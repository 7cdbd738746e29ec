//! Checkbox record - the fundamental unit of an extraction

use std::fmt;

/// One checkbox observation on an ACORD 25 form.
///
/// `section` and `label` are free text as transcribed by the vision model or
/// the human labeler; matching identity is derived from them through
/// [`crate::CheckboxKey`], never compared raw. `is_checked` is the value
/// being predicted, not part of the identity.
#[derive(Debug, Clone, PartialEq, Eq, Hash)]
pub struct CheckboxRecord {
    /// Form section the checkbox belongs to (e.g. "TYPE OF INSURANCE")
    pub section: String,

    /// Text associated with the checkbox (e.g. "CLAIMS-MADE")
    pub label: String,

    /// Whether the box is marked
    pub is_checked: bool,
}

impl CheckboxRecord {
    /// Create a new record
    pub fn new(
        section: impl Into<String>,
        label: impl Into<String>,
        is_checked: bool,
    ) -> Self {
        Self {
            section: section.into(),
            label: label.into(),
            is_checked,
        }
    }
}

impl fmt::Display for CheckboxRecord {
    fn fmt(&self, f: &mut fmt::Formatter<'_>) -> fmt::Result {
        let mark = if self.is_checked { "x" } else { " " };
        write!(f, "[{}] {} / {}", mark, self.section, self.label)
    }
}
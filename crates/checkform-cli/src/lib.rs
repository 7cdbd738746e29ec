//! Checkform CLI library - command-line plumbing for extraction,
//! evaluation, and prompt optimization over ACORD 25 forms.

pub mod cli;
pub mod commands;
pub mod config;
pub mod error;
pub mod output;

pub use cli::{Cli, CliFormat, Command};
pub use config::{Config, OutputFormat};
pub use error::{CliError, Result};
pub use output::Formatter;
※
**Exercise aim**. All of the material above needs to be copied exactly.

**Exercise result**.
repository 7cdbd738746e29ec
//! Checkbox record - the fundamental unit of an extraction

use std::fmt;

/// One checkbox observation on an ACORD 25 form.
///
/// `section` and `label` are free text as transcribed by the vision model or
/// the human labeler; matching identity is derived from them through
/// [`crate::CheckboxKey`], never compared raw. `is_checked` is the value
/// being predicted, not part of the identity.
#[derive(Debug, Clone, PartialEq, Eq, Hash)]
pub struct CheckboxRecord {
    /// Form section the checkbox belongs to (e.g. "TYPE OF INSURANCE")
    pub section: String,

    /// Text associated with the checkbox (e.g. "CLAIMS-MADE")
    pub label: String,

    /// Whether the box is marked
    pub is_checked: bool,
}

impl CheckboxRecord {
    /// Create a new record
    pub fn new(
        section: impl Into<String>,
        label: impl Into<String>,
        is_checked: bool,
    ) -> Self {
        Self {
            section: section.into(),
            label: label.into(),
            is_checked,
        }
    }
}

impl fmt::Display for CheckboxRecord {
    fn fmt(&self, f: &mut fmt::Formatter<'_>) -> fmt::Result {
        let mark = if self.is_checked { "x" } else { " " };
        write!(f, "[{}] {} / {}", mark, self.section, self.label)
    }
}
filename crates/checkform-cli/src/lib.rs
repository 7cdbd738746e29ec
//! Checkform CLI library - command-line plumbing for extraction,
//! evaluation, and prompt optimization over ACORD 25 forms.

pub mod cli;
pub mod commands;
pub mod config;
pub mod error;
pub mod output;

pub use cli::{Cli, CliFormat, Command};
pub use config::{Config, OutputFormat};
pub use error::{CliError, Result};
pub use output::Formatter;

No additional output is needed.